Key management and HSMs for AWS workloads

by Ilya Ayzenshtok, Solutions Architect, Rackspace Technology

Introduction

Managing the cryptography infrastructure required for a project or a company has traditionally been a challenging task, to put it mildly. It requires a highly-specialized and rare skillset and poses a substantial technological and legal risk in perhaps the most
sensitive areas of your applications.

Therefore, it is a huge relief that with all the complexities that come with cloud migration, all public cloud providers are doing their best to simplify& or outright take over your crypto infrastructure needs.

AWS®, in particular, seems to recognize that there are different scenarios their customers face in this regard. These scenarios depend, for example, on things like the complexity of the project, relevant regulatory environment, organizational policies, and
so on.

Of course, there's rarely a one-size-fits-all solution in IT, and this is especially true for such a complex topic as data security. Therefore, this post provides a quick overview of the following options available on AWS for cryptography tasks, including how and when to use them:

  •  Key Management Service (KMS)
  •  CloudHSM (managed Hardware Security Modules on AWS)
  •  On-Premise HSMs
     

Overview 

When we talk about cryptography infrastructure, we refer to the services required to support the following business needs:

  •  Centralized key management
  •  Data encryption in your applications
  •  Data encryption at rest in various forms of storage
  •  Data integrity validation via digital signatures

Any solution also needs to be secure, compliant, and auditable. Finally, the solution should provide all of the preceding elements at the lowest cost possible.

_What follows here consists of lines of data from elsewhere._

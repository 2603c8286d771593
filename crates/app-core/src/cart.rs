//! Shopping cart
//!
//! Every cart call answers with the full cart so screens can re-render from
//! the response alone. Offline, the mock cart only reflects the call being
//! made; there is no stored cart behind it.

use crate::fixtures;
use crate::models::{Cart, LineItem};
use crate::validation;
use api_client::descriptor::{MockEnv, RequestDescriptor};
use api_client::{ApiError, ApiRequest, Envelope, RawResponse, Result};
use serde::{Deserialize, Serialize};

fn cart_from(response: &RawResponse) -> Result<Cart> {
    let envelope = Envelope::parse(response)?;
    match envelope.optional("/data/cart")? {
        Some(cart) => Ok(cart),
        None => envelope.require_payload(),
    }
}

fn quantity(quantity: u32) -> Result<()> {
    if quantity == 0 {
        return Err(ApiError::validation("Quantity must be at least 1"));
    }
    Ok(())
}

fn single_line(product_id: &str, quantity: u32) -> Result<Cart> {
    let product = fixtures::product(product_id)?;
    Ok(Cart {
        items: vec![LineItem {
            product_id: product.id,
            name: product.name,
            unit_price: product.price,
            quantity,
        }],
    })
}

/// `GET /cart`
#[derive(Debug, Clone, Copy, Default)]
pub struct GetCart;

impl RequestDescriptor for GetCart {
    type Input = ();
    type Output = Cart;
    const NAME: &'static str = "cart.get";

    fn mock(&self, _input: &(), _env: &MockEnv) -> Result<Cart> {
        Ok(Cart::default())
    }

    fn request(&self, _input: &()) -> Result<ApiRequest> {
        Ok(ApiRequest::get("/cart"))
    }

    fn normalize(&self, response: &RawResponse) -> Result<Cart> {
        cart_from(response)
    }
}

/// A product and how many of it
#[derive(Debug, Clone, PartialEq, Eq, Serialize, Deserialize)]
#[serde(rename_all = "camelCase")]
pub struct CartLineInput {
    /// Product id
    pub product_id: String,
    /// Units, at least one
    pub quantity: u32,
}

impl CartLineInput {
    /// Create a line
    pub fn new(product_id: impl Into<String>, quantity: u32) -> Self {
        Self { product_id: product_id.into(), quantity }
    }
}

/// `POST /cart/items`
#[derive(Debug, Clone, Copy, Default)]
pub struct AddToCart;

impl RequestDescriptor for AddToCart {
    type Input = CartLineInput;
    type Output = Cart;
    const NAME: &'static str = "cart.add";

    fn validate(&self, input: &CartLineInput) -> Result<()> {
        validation::path_id("Product id", &input.product_id)?;
        quantity(input.quantity)
    }

    fn mock(&self, input: &CartLineInput, _env: &MockEnv) -> Result<Cart> {
        single_line(&input.product_id, input.quantity)
    }

    fn request(&self, input: &CartLineInput) -> Result<ApiRequest> {
        ApiRequest::post("/cart/items").json(input)
    }

    fn normalize(&self, response: &RawResponse) -> Result<Cart> {
        cart_from(response)
    }
}

/// `PATCH /cart/items/{productId}`
///
/// Setting a quantity of zero is rejected; use [`RemoveCartItem`].
#[derive(Debug, Clone, Copy, Default)]
pub struct UpdateCartItem;

impl RequestDescriptor for UpdateCartItem {
    type Input = CartLineInput;
    type Output = Cart;
    const NAME: &'static str = "cart.update";

    fn validate(&self, input: &CartLineInput) -> Result<()> {
        validation::path_id("Product id", &input.product_id)?;
        quantity(input.quantity)
    }

    fn mock(&self, input: &CartLineInput, _env: &MockEnv) -> Result<Cart> {
        single_line(&input.product_id, input.quantity)
    }

    fn request(&self, input: &CartLineInput) -> Result<ApiRequest> {
        ApiRequest::patch(format!("/cart/items/{}", input.product_id))
            .json(&serde_json::json!({ "quantity": input.quantity }))
    }

    fn normalize(&self, response: &RawResponse) -> Result<Cart> {
        cart_from(response)
    }
}

/// `DELETE /cart/items/{productId}`
#[derive(Debug, Clone, Copy, Default)]
pub struct RemoveCartItem;

impl RequestDescriptor for RemoveCartItem {
    type Input = String;
    type Output = Cart;
    const NAME: &'static str = "cart.remove";

    fn validate(&self, product_id: &String) -> Result<()> {
        validation::path_id("Product id", product_id)
    }

    fn mock(&self, product_id: &String, _env: &MockEnv) -> Result<Cart> {
        fixtures::product(product_id)?;
        Ok(Cart::default())
    }

    fn request(&self, product_id: &String) -> Result<ApiRequest> {
        Ok(ApiRequest::delete(format!("/cart/items/{}", product_id)))
    }

    fn normalize(&self, response: &RawResponse) -> Result<Cart> {
        cart_from(response)
    }
}

#[cfg(test)]
mod tests {
    use super::*;
    use api_client::test_utils::TestHarness;
    use api_client::{HttpMethod, Session};
    use serde_json::json;

    #[tokio::test]
    async fn test_zero_quantity_rejected_before_request() {
        let harness = TestHarness::new();

        let err = harness.ctx.invoke(&AddToCart, CartLineInput::new("prod_eggs", 0)).await.unwrap_err();
        assert_eq!(err, ApiError::validation("Quantity must be at least 1"));
        assert!(harness.ctx.invoke(&UpdateCartItem, CartLineInput::new("prod_eggs", 0)).await.is_err());
        assert_eq!(harness.transport.call_count(), 0);
    }

    #[tokio::test]
    async fn test_mock_add_uses_catalog_price() {
        let harness = TestHarness::mocked();

        let cart = harness.ctx.invoke(&AddToCart, CartLineInput::new("prod_honey", 3)).await.unwrap();
        assert_eq!(cart.items[0].name, "Wildflower Honey");
        assert_eq!(cart.subtotal(), 24.0);

        let err = harness.ctx.invoke(&AddToCart, CartLineInput::new("prod_ghost", 1)).await.unwrap_err();
        assert_eq!(err.status_code(), Some(404));
    }

    #[tokio::test]
    async fn test_mock_unknown_product_is_404_for_update_and_remove() {
        let harness = TestHarness::mocked();

        let err = harness.ctx.invoke(&UpdateCartItem, CartLineInput::new("prod_ghost", 2)).await.unwrap_err();
        assert_eq!(err.status_code(), Some(404));
        let err = harness.ctx.invoke(&RemoveCartItem, "prod_ghost".to_string()).await.unwrap_err();
        assert_eq!(err.status_code(), Some(404));

        let cart = harness.ctx.invoke(&RemoveCartItem, "prod_eggs".to_string()).await.unwrap();
        assert!(cart.items.is_empty());
    }

    #[tokio::test]
    async fn test_live_add_sends_bearer_and_body() {
        let harness = TestHarness::new();
        harness.session.set_session(Session::new("tok_cart"));
        harness.transport.respond_json(
            200,
            json!({"data": {"cart": {"items": [
                {"productId": "p1", "name": "Jam", "unitPrice": 3.0, "quantity": 2}
            ]}}}),
        );

        let cart = harness.ctx.invoke(&AddToCart, CartLineInput::new("p1", 2)).await.unwrap();

        assert_eq!(cart.item_count(), 2);
        let request = harness.transport.last_request().unwrap();
        assert_eq!(request.header("Authorization"), Some("Bearer tok_cart"));
        let body: serde_json::Value = serde_json::from_slice(&request.body.unwrap()).unwrap();
        assert_eq!(body, json!({"productId": "p1", "quantity": 2}));
    }

    #[tokio::test]
    async fn test_live_update_and_remove_paths() {
        let harness = TestHarness::new();
        harness.transport.respond_json(200, json!({"data": {"items": []}}));
        harness.transport.respond_json(200, json!({"data": {"cart": {"items": []}}}));

        harness.ctx.invoke(&UpdateCartItem, CartLineInput::new("p1", 5)).await.unwrap();
        let cart = harness.ctx.invoke(&RemoveCartItem, "p1".to_string()).await.unwrap();

        assert_eq!(cart, Cart::default());
        let requests = harness.transport.requests();
        assert_eq!(requests[0].method, HttpMethod::Patch);
        assert!(requests[0].url.ends_with("/cart/items/p1"));
        assert_eq!(requests[1].method, HttpMethod::Delete);
    }

    #[tokio::test]
    async fn test_live_cart_missing_payload_is_malformed() {
        let harness = TestHarness::new();
        harness.transport.respond_json(200, json!({"message": "ok"}));

        let err = harness.ctx.invoke(&GetCart, ()).await.unwrap_err();
        assert!(matches!(err, ApiError::MalformedResponse(_)));
    }
}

Note that protecting your data in transit (that is, securing your transmission channels with things such as SSL/TLS certificates) is a separate subject altogether. With that said,you can use HSMs for SSL/TLS offloading, which can come in handy in scenarios that require custom SSL/TLS traffic termination.
 

AWS Key Management Service (KMS)

AWS Key Management Service is essentially a central hub for key management and data encryption in AWS. It offers the following benefits:

  • Fully-managed, secure, resilient, and compliant: KMS is an AWS service that provides centralized key management for your managed resources and applications in the cloud.
  • Integrated with other AWS services: KMS makes it easy to encrypt your data at rest.
  • Includes AWS Encryption SDK: This tool allows you to use KMS-backed data encryption and digital signatures in your applications.
  • Fine-grained access control: KMS offers this level of control to the keys used for encryption.
  • Audit trails: KMS integrates with AWS CloudTrail to provide you the detailed audit trails of every key operation.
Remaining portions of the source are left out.